Xu Xiangchun, information director with iron and steel industry consultancy Mysteel.com, said M&As in China's iron and steel industry were not as active as expected in the past, mostly because the industry grew too fast, and attracted too much investment for new capacity.
Now, as market supply and demand are rebalancing, investors are becoming more rational, and it is a good time for capable companies to resort to M&As for expansion, Xu said.
Both Li and Xu said there would be more M&As among State-owned and private companies in the industry, and among companies from different regions and provinces.
Some of these M&As have already taken place.
On Jan 30, creditors of bankrupt State-owned Bohai Steel Group Co Ltd approved a draft restructuring plan, under which Bohai Steel would sell some of its core assets to private steel-maker Delong Holdings Ltd.
In December, Beijing Jianlong Heavy Industry Group Co Ltd's restructuring plan for bankrupt steel-maker Xilin Iron & Steel Group Co Ltd in Heilongjiang province got approval from Xilin Group's creditors, making the Beijing-headquartered private conglomerate one of the five largest steel companies in China.
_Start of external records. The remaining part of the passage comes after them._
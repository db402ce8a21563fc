use std::io;

/// Reasons a scan configuration is rejected before a session starts.
#[derive(Debug, Clone, PartialEq, Eq, thiserror::Error)]
pub enum ConfigError {
    #[error("pan_steps must be at least 1")]
    ZeroPanSteps,
    #[error("pan_max ({1}) must be greater than pan_min ({0})")]
    InvalidPanRange(u32, u32),
    #[error("pan range {0}..={1} is too narrow for {2} steps, the column size would be zero")]
    ZeroColumnSize(u32, u32, u32),
    #[error("tilt_step must be at least 1")]
    ZeroTiltStep,
    #[error("tilt range {0}..={1} with step {2} has more rows than fit in a u32")]
    TooManyTiltRows(u32, u32, u32),
    #[error("poll_interval_ms must be at least 1")]
    ZeroPollInterval,
}

#[derive(Debug, thiserror::Error)]
pub enum ScanError {
    #[error("Invalid scan configuration: {0}")]
    InvalidConfig(#[from] ConfigError),
    #[error("Frame must start with 0x59 0x59. Observed = {0}.")]
    InvalidFrameMarker(String),
    #[error("A scan session is already running")]
    AlreadyRunning,
    #[error("The byte stream was closed")]
    TransportClosed,
    #[error("The scan record receiver was dropped")]
    SinkClosed,
    #[error("Actuator rejected the command: {0}")]
    ActuatorError(String),
    #[error("The {0} thread panicked")]
    ThreadPanicked(&'static str),
    #[error("Cannot read the configuration file: {0}")]
    ConfigParseError(#[from] toml::de::Error),
    #[error(transparent)]
    SerialError(#[from] serialport::Error),
    #[error(transparent)]
    IoError(#[from] io::Error),
}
Before that, some provinces, including Hebei, Jiangxi and Shanxi, issued statements favoring M&As among iron and steel firms to reduce the total number of companies in the sector.
Wang Guoqing, research director at Lange Steel Information Research Center, a Beijing-based industry think tank, said a few large companies will account for the bulk of capacity in the iron and steel industry in the long run, and this year will see such trends intensifying.
That is because, being acquired by large companies has increasingly become a choice for small companies as it becomes more difficult for them to maintain profitability and meet strict environmental standards under current circumstances, she said.